Instructions to follow = Copy, word for word, the lines of the entries below between the one with "use crate::error::SimError;" and the one with "#[derive(Debug, Clone, Copy, PartialEq, Eq, Serialize)]", inclusive, and leave out everything else.

Available records =
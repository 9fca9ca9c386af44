//! Read-only per-occupant state for visualization.
use serde_derive::Serialize;

use crate::agent::HealthState;
use crate::context::Context;
use crate::error::SimError;
use crate::grid::{ContextGridExt, Position};
use crate::occupant::Occupant;
use crate::parameters::ContextParametersExt;
use crate::population::ContextPopulationExt;

#[derive(Debug, Clone, Copy, PartialEq, Eq, Serialize)]
#[serde(rename_all = "snake_case")]
pub enum OccupantKind {
    Agent,
    Obstacle,
}

/// What a viewer needs to draw one cell. Obstacles have no strata or health.
#[derive(Debug, Clone, PartialEq, Serialize)]
pub struct RenderState {
    pub position: Position,
    pub occupant: Occupant,
    pub kind: OccupantKind,
    pub strata: Option<String>,
    pub health: Option<HealthState>,
    pub vaccinated: bool,
}

pub trait ContextRenderExt {
    /// The render state of every occupant on the grid, in row-major cell order.
    /// Dead agents are no longer on the grid and are not listed.
    ///
    /// # Errors
    ///
    /// Fails if the simulation has not been initialized.
    fn render_states(&self) -> Result<Vec<RenderState>, SimError>;
}

impl ContextRenderExt for Context {
    fn render_states(&self) -> Result<Vec<RenderState>, SimError> {
        let parameters = self.get_parameters()?;
        self.get_grid()?
            .occupants()
            .map(|(position, occupant)| -> Result<RenderState, SimError> {
                match occupant {
                    Occupant::Agent(agent_id) => {
                        let agent = self.get_agent(agent_id)?;
                        Ok(RenderState {
                            position,
                            occupant,
                            kind: OccupantKind::Agent,
                            strata: parameters
                                .strata
                                .get(agent.strata().0)
                                .map(|strata| strata.name.clone()),
                            health: Some(agent.state()),
                            vaccinated: agent.is_vaccinated(),
                        })
                    }
                    Occupant::Obstacle(_) => Ok(RenderState {
                        position,
                        occupant,
                        kind: OccupantKind::Obstacle,
                        strata: None,
                        health: None,
                        vaccinated: false,
                    }),
                }
            })
            .collect()
    }
}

Answer section =
use crate::error::SimError;
use crate::grid::{ContextGridExt, Position};
use crate::occupant::Occupant;
use crate::parameters::ContextParametersExt;
use crate::population::ContextPopulationExt;

#[derive(Debug, Clone, Copy, PartialEq, Eq, Serialize)]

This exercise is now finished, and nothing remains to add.